Looking through the material below, say how many lines contain the string "path" and add nothing more.

> Listed records:
▼

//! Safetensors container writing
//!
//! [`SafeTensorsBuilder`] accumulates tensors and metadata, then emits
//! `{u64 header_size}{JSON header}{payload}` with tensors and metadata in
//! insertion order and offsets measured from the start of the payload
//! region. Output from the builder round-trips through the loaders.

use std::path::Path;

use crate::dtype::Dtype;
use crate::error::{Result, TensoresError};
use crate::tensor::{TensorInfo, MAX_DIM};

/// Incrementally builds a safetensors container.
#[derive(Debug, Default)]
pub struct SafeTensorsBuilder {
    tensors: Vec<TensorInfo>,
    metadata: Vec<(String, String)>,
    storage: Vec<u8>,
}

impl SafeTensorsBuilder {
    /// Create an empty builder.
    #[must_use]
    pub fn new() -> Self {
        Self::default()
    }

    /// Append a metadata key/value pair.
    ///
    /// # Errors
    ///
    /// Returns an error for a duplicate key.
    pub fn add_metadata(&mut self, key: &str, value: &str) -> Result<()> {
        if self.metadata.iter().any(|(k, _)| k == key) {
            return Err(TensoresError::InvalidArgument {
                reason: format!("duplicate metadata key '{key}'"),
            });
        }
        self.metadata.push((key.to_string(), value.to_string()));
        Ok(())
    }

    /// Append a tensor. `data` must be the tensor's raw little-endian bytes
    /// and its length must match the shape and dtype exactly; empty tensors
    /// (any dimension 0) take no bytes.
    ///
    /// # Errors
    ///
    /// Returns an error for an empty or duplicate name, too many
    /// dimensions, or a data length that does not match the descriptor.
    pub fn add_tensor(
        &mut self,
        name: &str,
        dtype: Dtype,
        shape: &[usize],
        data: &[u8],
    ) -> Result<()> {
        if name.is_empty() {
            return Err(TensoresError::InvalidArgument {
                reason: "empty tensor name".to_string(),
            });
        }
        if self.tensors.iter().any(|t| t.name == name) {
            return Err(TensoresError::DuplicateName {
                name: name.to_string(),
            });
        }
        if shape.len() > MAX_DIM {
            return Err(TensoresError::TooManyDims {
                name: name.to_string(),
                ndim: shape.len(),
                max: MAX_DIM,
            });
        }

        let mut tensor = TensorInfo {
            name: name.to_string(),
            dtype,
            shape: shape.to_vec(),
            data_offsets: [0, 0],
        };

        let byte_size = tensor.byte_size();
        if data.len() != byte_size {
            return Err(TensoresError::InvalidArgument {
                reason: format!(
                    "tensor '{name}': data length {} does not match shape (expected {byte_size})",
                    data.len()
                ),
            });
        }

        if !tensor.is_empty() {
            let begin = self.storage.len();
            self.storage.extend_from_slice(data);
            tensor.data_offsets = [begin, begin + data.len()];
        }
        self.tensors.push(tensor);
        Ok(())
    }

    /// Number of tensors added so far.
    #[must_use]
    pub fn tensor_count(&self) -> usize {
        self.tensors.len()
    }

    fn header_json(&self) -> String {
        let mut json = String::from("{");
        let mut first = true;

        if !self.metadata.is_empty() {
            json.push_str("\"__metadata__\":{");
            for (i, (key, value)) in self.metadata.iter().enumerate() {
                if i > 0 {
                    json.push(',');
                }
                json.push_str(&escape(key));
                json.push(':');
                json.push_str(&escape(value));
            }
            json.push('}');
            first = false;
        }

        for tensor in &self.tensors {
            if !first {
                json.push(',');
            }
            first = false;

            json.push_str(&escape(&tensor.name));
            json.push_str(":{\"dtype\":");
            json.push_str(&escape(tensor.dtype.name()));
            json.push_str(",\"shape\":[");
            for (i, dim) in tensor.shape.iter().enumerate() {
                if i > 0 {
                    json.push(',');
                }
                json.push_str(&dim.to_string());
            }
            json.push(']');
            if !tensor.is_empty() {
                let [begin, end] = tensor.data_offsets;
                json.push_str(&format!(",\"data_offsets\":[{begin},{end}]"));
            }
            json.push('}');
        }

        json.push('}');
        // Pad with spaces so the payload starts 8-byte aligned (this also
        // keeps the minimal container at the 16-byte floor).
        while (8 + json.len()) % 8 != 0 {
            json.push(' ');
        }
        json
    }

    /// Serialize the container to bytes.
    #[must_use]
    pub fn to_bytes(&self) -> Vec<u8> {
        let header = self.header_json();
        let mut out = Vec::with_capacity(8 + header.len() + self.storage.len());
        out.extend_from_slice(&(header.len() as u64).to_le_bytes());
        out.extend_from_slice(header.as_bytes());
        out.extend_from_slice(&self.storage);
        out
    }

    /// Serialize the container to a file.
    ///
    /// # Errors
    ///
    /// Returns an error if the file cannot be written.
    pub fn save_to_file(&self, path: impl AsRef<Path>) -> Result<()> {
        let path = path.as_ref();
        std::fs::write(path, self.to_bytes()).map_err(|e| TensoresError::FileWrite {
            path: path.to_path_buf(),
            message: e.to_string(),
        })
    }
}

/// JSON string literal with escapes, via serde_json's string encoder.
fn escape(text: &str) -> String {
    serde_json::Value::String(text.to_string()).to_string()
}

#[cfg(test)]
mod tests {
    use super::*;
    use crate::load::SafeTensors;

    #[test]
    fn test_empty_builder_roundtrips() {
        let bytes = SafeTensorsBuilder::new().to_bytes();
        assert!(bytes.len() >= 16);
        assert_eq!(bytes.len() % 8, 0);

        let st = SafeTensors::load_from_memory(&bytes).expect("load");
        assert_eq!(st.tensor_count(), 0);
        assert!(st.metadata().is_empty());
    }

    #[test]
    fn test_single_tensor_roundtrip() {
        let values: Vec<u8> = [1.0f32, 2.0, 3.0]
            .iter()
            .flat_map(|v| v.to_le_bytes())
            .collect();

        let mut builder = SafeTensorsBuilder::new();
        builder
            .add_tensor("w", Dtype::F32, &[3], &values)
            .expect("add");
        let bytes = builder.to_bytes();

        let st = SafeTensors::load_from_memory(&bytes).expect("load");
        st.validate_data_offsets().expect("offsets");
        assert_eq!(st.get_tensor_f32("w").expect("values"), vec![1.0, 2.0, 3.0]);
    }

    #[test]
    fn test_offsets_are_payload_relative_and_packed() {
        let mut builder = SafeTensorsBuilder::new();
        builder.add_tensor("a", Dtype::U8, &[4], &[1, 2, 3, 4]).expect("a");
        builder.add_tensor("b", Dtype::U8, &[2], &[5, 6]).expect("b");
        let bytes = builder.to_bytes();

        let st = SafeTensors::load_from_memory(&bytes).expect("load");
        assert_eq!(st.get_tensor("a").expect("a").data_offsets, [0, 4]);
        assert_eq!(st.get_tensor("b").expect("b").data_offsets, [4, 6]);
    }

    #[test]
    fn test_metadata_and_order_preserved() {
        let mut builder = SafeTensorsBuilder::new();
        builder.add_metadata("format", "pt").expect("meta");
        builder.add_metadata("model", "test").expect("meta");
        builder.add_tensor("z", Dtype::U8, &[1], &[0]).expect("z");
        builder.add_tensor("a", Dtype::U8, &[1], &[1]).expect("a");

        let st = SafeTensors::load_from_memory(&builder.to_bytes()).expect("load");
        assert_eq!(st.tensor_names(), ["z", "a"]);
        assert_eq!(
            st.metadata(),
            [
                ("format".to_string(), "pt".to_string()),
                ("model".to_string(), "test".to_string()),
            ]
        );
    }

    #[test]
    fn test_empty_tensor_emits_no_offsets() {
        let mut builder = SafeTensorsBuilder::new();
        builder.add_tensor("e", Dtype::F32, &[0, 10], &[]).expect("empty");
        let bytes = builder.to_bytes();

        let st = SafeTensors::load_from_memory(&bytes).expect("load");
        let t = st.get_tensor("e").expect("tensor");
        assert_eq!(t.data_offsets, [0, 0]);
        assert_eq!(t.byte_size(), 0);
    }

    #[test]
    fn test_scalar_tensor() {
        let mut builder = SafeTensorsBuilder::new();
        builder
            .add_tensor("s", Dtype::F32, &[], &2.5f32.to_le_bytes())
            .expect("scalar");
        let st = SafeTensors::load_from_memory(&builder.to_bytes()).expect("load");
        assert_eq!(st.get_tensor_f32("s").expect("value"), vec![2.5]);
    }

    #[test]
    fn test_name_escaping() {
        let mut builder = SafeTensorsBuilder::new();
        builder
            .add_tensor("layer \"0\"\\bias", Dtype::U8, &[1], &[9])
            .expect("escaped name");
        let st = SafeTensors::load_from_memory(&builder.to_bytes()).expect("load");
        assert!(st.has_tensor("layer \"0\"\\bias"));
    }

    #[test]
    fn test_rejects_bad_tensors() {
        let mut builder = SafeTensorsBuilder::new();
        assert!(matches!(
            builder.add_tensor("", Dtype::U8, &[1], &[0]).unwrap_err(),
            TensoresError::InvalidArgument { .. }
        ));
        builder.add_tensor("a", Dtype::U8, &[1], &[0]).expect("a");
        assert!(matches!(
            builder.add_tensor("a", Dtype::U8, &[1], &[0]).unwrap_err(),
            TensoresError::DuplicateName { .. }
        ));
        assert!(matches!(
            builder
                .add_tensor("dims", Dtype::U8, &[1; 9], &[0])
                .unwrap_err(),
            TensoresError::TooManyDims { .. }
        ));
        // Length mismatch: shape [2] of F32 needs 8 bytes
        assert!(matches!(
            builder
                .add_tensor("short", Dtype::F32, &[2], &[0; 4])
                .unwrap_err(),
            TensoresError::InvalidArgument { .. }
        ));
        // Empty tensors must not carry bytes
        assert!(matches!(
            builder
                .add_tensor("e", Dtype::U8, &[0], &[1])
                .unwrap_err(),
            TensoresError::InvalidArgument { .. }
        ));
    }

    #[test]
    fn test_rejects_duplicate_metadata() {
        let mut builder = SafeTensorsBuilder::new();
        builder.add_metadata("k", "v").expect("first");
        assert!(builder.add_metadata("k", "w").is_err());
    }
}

▲

> Answer area:
5